Romeo e Giulietta

Questa pagina, estratta da un articolo di Andrea Cortese pubblicato sul quotidiano online Roma2oggi, racconta la storia di Romeo e Giulietta, due condor delle Ande, il più grande rapace del mondo, vissuti per decenni nella voliera dello zoo di Roma e che ora fanno ancora mostra di se nel Museo Civico di Zoologia di via Ulisse Aldrovandi.

Romeo e Giulietta nascono dopo la Grande Depressione agli inizi degli anni Trenta in due località del Cile delle quali si è perso il nome.
Sulle Ande il freddo implacabile, il vento incessante ed il sole delle alte vette rendono difficile sopravvivere ed i pericoli sono sempre in agguato e a pochi mesi di età sulle alture sudamericane era e resta un’impresa diventare adulti sani e forti.
Senza genitori arrivano in Europa e si trasferiscono a Roma mentre milioni di emigranti lasciano il Vecchio Continente diretti in Argentina e negli Stati Uniti sui bastimenti transoceanici, con il loro carico di miserie e di speranze. Si stabiliscono nel quartiere Pinciano a pochi passi da luoghi che anni dopo prenderanno il nome dalle vittime del fascismo, piazza don Giovanni Minzoni, via Antonio Gramsci, viale Bruno Buozzi: il clima mite dell’Italia Centrale, un’alimentazione differente, il rumore di una grande città così diversa dalle lande disabitate sulle quali sono venuti al mondo rappresentano le novità che Romeo e Giulietta, affrontano ed alle quali si adattano molto bene aiutandosi fin dall’inizio.
Presto diventano una coppia inseparabile e ben nota nel quartiere, sempre vicini e solidali nel loro nido d’amore affacciato su via Ulisse Aldrovandi e Villa Borghese, da dove vedono iniziare e finire la Guerra d’Etiopia e la Seconda Guerra Mondiale e la trasformazione del Regno d’Italia in Repubblica. Non hanno figli ma vedono generazioni di romani nascere, crescere e trasferirsi altrove, vedono le persone spostarsi per la città in modo sempre più frenetico, prima a piedi e in bicicletta, poi in tram e quindi in automobili e motorette sempre più numerose, inquinanti e moleste. Vedono le mamme portare i figli a Villa Borghese e al Giardino Zoologico a scoprire gli animali selvatici che la televisione non porta ancora comodamente a casa ad ogni ora del giorno, vedono i ragazzi giocare a pallone e i cani correre nella pianura che prenderà il nome di Valle dei Cani, vedono i cavalieri che ogni anno in primavera con i loro cavalli si esibiscono nel Torneo di equitazione a Piazza di Siena. Quante cose vedono Romeo e Giulietta in settanta anni di vita passati senza mai allontanarsi dall’Aldrovandi Hotel, accompagnati dalla regolare e rassicurante presenza del tram che ancora oggi sferraglia sui binari su e giù da Piazza Ungheria a Valle Giulia.

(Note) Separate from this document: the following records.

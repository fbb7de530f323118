pub mod build;
pub mod classbasket;
pub mod fmt;
pub mod info;
pub mod test;
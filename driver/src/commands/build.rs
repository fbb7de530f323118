use crate::console::Tone;
use crate::program::{Cargo, Program};
use crate::session::Session;

/// The main entry point for the 'buildjvm' command
pub fn jvm(session: &mut Session) -> anyhow::Result<()> {
    let options = session.options();
    let console = session.console();
    if options.mode.is_release() {
        console.status("Building production JVM... ")?;
    } else {
        console.message(&[
            (Tone::Status, "Building development JVM... "),
            (Tone::Failure, "[DO NOT USE THIS BUILD IN PRODUCTION]"),
        ])?;
    }

    let mut build = Cargo.cmd(options.workspace());
    build.args(options.mode.cargo_build_args());
    let success = session.execute(&build);
    session
        .console()
        .outcome(success, "Build successful!", "Build FAILED. :(")?;

    Ok(())
}

/// The main entry point for the 'buildjdk' command
pub fn jdk(session: &mut Session) -> anyhow::Result<()> {
    session
        .console()
        .status("Not so fast cowboy, we ain't there.... yet ;)")?;

    Ok(())
}
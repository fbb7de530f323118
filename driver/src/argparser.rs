use std::ffi::OsString;
use std::path::PathBuf;

use clap::{Parser, ValueEnum};

#[derive(Debug, Parser)]
#[clap(name = "bubble", version, about, long_about = None)]
pub struct Interface {
    /// The command to run, shows the list of commands when omitted
    #[clap(value_enum, ignore_case = true)]
    pub command: Option<Command>,

    /// The topic to show, when running `info`
    #[clap(value_parser)]
    pub topic: Option<String>,

    /// Path to the Aftermath workspace.
    ///
    /// If not specified, uses the current working directory
    #[clap(long, value_parser)]
    pub workspace: Option<PathBuf>,

    /// Exit with a non-zero status if any step failed
    #[clap(long, action)]
    pub strict: bool,
}

#[derive(Debug, Copy, Clone, PartialEq, Eq, ValueEnum)]
#[clap(rename_all = "lower")]
pub enum Command {
    /// Builds the JVM alone
    BuildJvm,
    /// Builds OpenJDK with the built JVM
    BuildJdk,
    /// Tests the JVM
    Test,
    /// Advanced testing for the JVM (requires an internet connection)
    AdvancedTest,
    /// Builds random small Java snippets for JVM testing
    ClassBasket,
    /// Formats the source code
    Fmt,
    /// Gives information about the given topic
    Info,
}

/// Parses the provided arguments
pub fn parse<I, T>(args: I) -> clap::Result<Interface>
where
    I: IntoIterator<Item = T>,
    T: Into<OsString> + Clone,
{
    Interface::try_parse_from(args)
}

#[cfg(test)]
mod test {
    use super::*;

    #[test]
    fn commands_are_matched_case_insensitively() {
        let interface = parse(["bubble", "BuildJVM"]).unwrap();
        assert_eq!(interface.command, Some(Command::BuildJvm));
        let interface = parse(["bubble", "CLASSBASKET"]).unwrap();
        assert_eq!(interface.command, Some(Command::ClassBasket));
    }

    #[test]
    fn info_takes_an_optional_topic() {
        let interface = parse(["bubble", "info", "bytemods"]).unwrap();
        assert_eq!(interface.command, Some(Command::Info));
        assert_eq!(interface.topic.as_deref(), Some("bytemods"));

        let interface = parse(["bubble", "info"]).unwrap();
        assert_eq!(interface.topic, None);
    }

    #[test]
    fn no_command_is_not_an_error() {
        let interface = parse(["bubble"]).unwrap();
        assert_eq!(interface.command, None);
        assert!(!interface.strict);
    }

    #[test]
    fn unknown_commands_are_rejected() {
        assert!(parse(["bubble", "deploy"]).is_err());
    }

    #[test]
    fn interface_is_well_formed() {
        use clap::CommandFactory;

        Interface::command().debug_assert();
    }
}
use std::env;
use std::fmt;
use std::path::{Path, PathBuf};

/// Directory, relative to the workspace, holding the Java snippets used as test fixtures
pub const CLASS_BASKET_DIR: &'static str = "class_basket";

/// Directory, relative to the workspace, in which the byte mods tool is run
pub const BYTE_MODS_DIR: &'static str = "scripts/byte_mods/src";

/// Selects which flavor of the JVM is built by `buildjvm`
#[derive(Debug, Copy, Clone, PartialEq, Eq)]
pub enum BuildMode {
    Release,
    Development,
}
impl BuildMode {
    /// The environment variable consulted by [`BuildMode::from_env`]
    pub const ENV: &'static str = "BUBBLE_RELEASE";

    /// Reads the build mode from `BUBBLE_RELEASE`
    pub fn from_env() -> Self {
        Self::from_value(env::var(Self::ENV).ok().as_deref())
    }

    /// Only the exact value `true` selects a release build; anything else,
    /// including an unset variable, is a development build.
    pub fn from_value(value: Option<&str>) -> Self {
        match value {
            Some("true") => Self::Release,
            _ => Self::Development,
        }
    }

    #[inline]
    pub fn is_release(self) -> bool {
        self == Self::Release
    }

    /// The arguments given to `cargo` to build the JVM in this mode
    pub fn cargo_build_args(self) -> &'static [&'static str] {
        match self {
            Self::Release => &["build", "--verbose", "--release"],
            Self::Development => &["build", "--verbose"],
        }
    }
}
impl fmt::Display for BuildMode {
    fn fmt(&self, f: &mut fmt::Formatter) -> fmt::Result {
        match self {
            Self::Release => f.write_str("release"),
            Self::Development => f.write_str("development"),
        }
    }
}

/// Configuration for a single dispatch
#[derive(Debug, Clone)]
pub struct Options {
    /// Root directory all external tools are run relative to
    pub workspace: PathBuf,
    pub mode: BuildMode,
    /// When set, failed steps are reflected in the exit code
    pub strict: bool,
}
impl Options {
    pub fn new(workspace: PathBuf, mode: BuildMode, strict: bool) -> Self {
        Self {
            workspace,
            mode,
            strict,
        }
    }

    #[inline]
    pub fn workspace(&self) -> &Path {
        self.workspace.as_path()
    }

    pub fn class_basket_dir(&self) -> PathBuf {
        self.workspace.join(CLASS_BASKET_DIR)
    }

    pub fn byte_mods_dir(&self) -> PathBuf {
        self.workspace.join(BYTE_MODS_DIR)
    }
}

#[cfg(test)]
mod test {
    use super::*;

    #[test]
    fn only_exact_true_selects_release() {
        assert_eq!(BuildMode::from_value(Some("true")), BuildMode::Release);
        assert_eq!(BuildMode::from_value(None), BuildMode::Development);
        assert_eq!(BuildMode::from_value(Some("")), BuildMode::Development);
        assert_eq!(BuildMode::from_value(Some("TRUE")), BuildMode::Development);
        assert_eq!(BuildMode::from_value(Some("1")), BuildMode::Development);
        assert_eq!(BuildMode::from_value(Some("true ")), BuildMode::Development);
    }

    #[test]
    fn release_build_adds_release_flag() {
        assert_eq!(
            BuildMode::Release.cargo_build_args(),
            &["build", "--verbose", "--release"]
        );
        assert_eq!(
            BuildMode::Development.cargo_build_args(),
            &["build", "--verbose"]
        );
    }

    #[test]
    fn fixture_directories_are_relative_to_workspace() {
        let options = Options::new(PathBuf::from("/work"), BuildMode::Development, false);
        assert_eq!(options.class_basket_dir(), Path::new("/work/class_basket"));
        assert_eq!(
            options.byte_mods_dir(),
            Path::new("/work/scripts/byte_mods/src")
        );
    }
}
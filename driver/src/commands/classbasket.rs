use std::ffi::OsString;
use std::path::Path;

use log::{debug, warn};

use crate::config::CLASS_BASKET_DIR;
use crate::error::DriverError;
use crate::program::{Cargo, Javac, Program};
use crate::session::Session;

/// The main entry point for the 'classbasket' command
///
/// If the snippets fail to compile, the session is halted before the byte mods
/// tool runs.
pub fn run(session: &mut Session) -> anyhow::Result<()> {
    let options = session.options();
    session
        .console()
        .status("Building random small Java snippets for JVM testing...")?;

    let mut javac = Javac.cmd(options.workspace());
    javac.args(snippet_sources(options.workspace())?);
    if !session.execute(&javac) {
        session.console().failure("Build FAILED. ")?;
        session.halt();
        return Ok(());
    }
    session.console().status("Build successful!")?;

    session
        .console()
        .status("Building byte mods (Run `bubble info bytemods` to know more)")?;
    let mut byte_mods = Cargo.cmd(&options.byte_mods_dir());
    byte_mods.arg("run");
    let success = session.execute(&byte_mods);
    session.console().outcome(
        success,
        "Byte mods build successful!",
        "Byte mods build FAILED. ",
    )?;

    Ok(())
}

/// Expands `class_basket/*.java` relative to `workspace`
///
/// Like a shell, the pattern is passed through untouched when nothing matches,
/// leaving it to the compiler to complain.
pub(crate) fn snippet_sources(workspace: &Path) -> Result<Vec<OsString>, DriverError> {
    let relative = format!("{}/*.java", CLASS_BASKET_DIR);
    let root = workspace.to_string_lossy();
    let pattern = format!("{}/{}", glob::Pattern::escape(&root), relative);

    let mut sources = vec![];
    for entry in glob::glob(&pattern)? {
        let path = entry?;
        let source = path.strip_prefix(workspace).unwrap_or(path.as_path());
        sources.push(source.as_os_str().to_os_string());
    }

    if sources.is_empty() {
        warn!("no java sources matched {}", pattern);
        sources.push(OsString::from(relative));
    } else {
        debug!("found {} java snippets", sources.len());
    }

    Ok(sources)
}
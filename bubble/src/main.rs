extern crate log;

use std::env;
use std::process;

use anyhow::{anyhow, bail};

use bubble_driver as driver;

pub fn main() -> anyhow::Result<()> {
    // Handle unexpected panics by presenting a user-friendly bug report prompt,
    // unless logging was requested, in which case the raw panic is more useful
    if env::var_os("BUBBLE_LOG").is_none() {
        human_panic::setup_panic!();
    }

    // Initialize logger
    let mut builder = env_logger::Builder::from_env("BUBBLE_LOG");
    builder.format_indent(Some(2));
    if let Ok(precision) = env::var("BUBBLE_LOG_WITH_TIME") {
        match precision.as_str() {
            "s" => builder.format_timestamp_secs(),
            "ms" => builder.format_timestamp_millis(),
            "us" => builder.format_timestamp_micros(),
            "ns" => builder.format_timestamp_nanos(),
            other => bail!(
                "invalid BUBBLE_LOG_WITH_TIME precision, expected one of [s, ms, us, ns], got '{}'",
                other
            ),
        };
    } else {
        builder.format_timestamp(None);
    }
    builder.init();

    let cwd = env::current_dir().map_err(|e| anyhow!("Current directory is invalid: {}", e))?;

    match driver::run_bubble(cwd, env::args_os()) {
        Ok(status_code) => process::exit(status_code),
        Err(err) => {
            if let Some(err) = err.downcast_ref::<clap::Error>() {
                err.exit()
            } else {
                eprintln!("{}", err);
                process::exit(1);
            }
        }
    }
}
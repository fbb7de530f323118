use crate::program::{Cargo, Program};
use crate::session::Session;

/// The main entry point for the 'fmt' command
pub fn run(session: &mut Session) -> anyhow::Result<()> {
    session.console().status("Formatting...")?;

    let mut fmt = Cargo.cmd(session.options().workspace());
    fmt.arg("fmt");
    let success = session.execute(&fmt);
    session
        .console()
        .outcome(success, "Formatting successful!", "Formatting FAILED. :(")?;

    Ok(())
}
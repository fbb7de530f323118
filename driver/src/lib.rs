pub mod argparser;
mod commands;
pub mod config;
pub mod console;
mod driver;
mod error;
pub mod info;
pub mod program;
mod session;

pub use self::config::{BuildMode, Options};
pub use self::driver::{run_bubble, run_bubble_with, WELCOME_MESSAGE};
pub use self::error::DriverError;
pub use self::program::{ExitStatus, Invocation, ProcessRunner, SystemRunner};
pub use self::session::{Outcome, Session};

Vedono gli amici meno longevi ammalarsi e morire uno dopo l’altro come i venerandi ospiti della casa di riposo delle suore a via di villa Sacchetti, vedono generazioni di studenti cercare libri di studio alla biblioteca Baldini in via Michele Mercati e trovare l’amore di un coetaneo. Da spettatori e insieme protagonisti partecipano alla storia del quartiere dove abitano da sudamericani divenuti italiani dopo essere stati accolti da Mussolini nel 1932.
Nel 2003, ormai anziani, anche Romeo e Giulietta terminano la loro esistenza terrena e, lasciata la grande voliera vicino alla casa degli orsi polari nel Bioparco, i due magnifici esemplari di condor delle Ande, il più grande rapace del mondo, dono del presidente cileno al governo italiano, vengono imbalsamati ed esposti al pubblico nella sala principale del Museo Civico di Zoologia, probabilmente gli ospiti più longevi del Bioparco di Roma.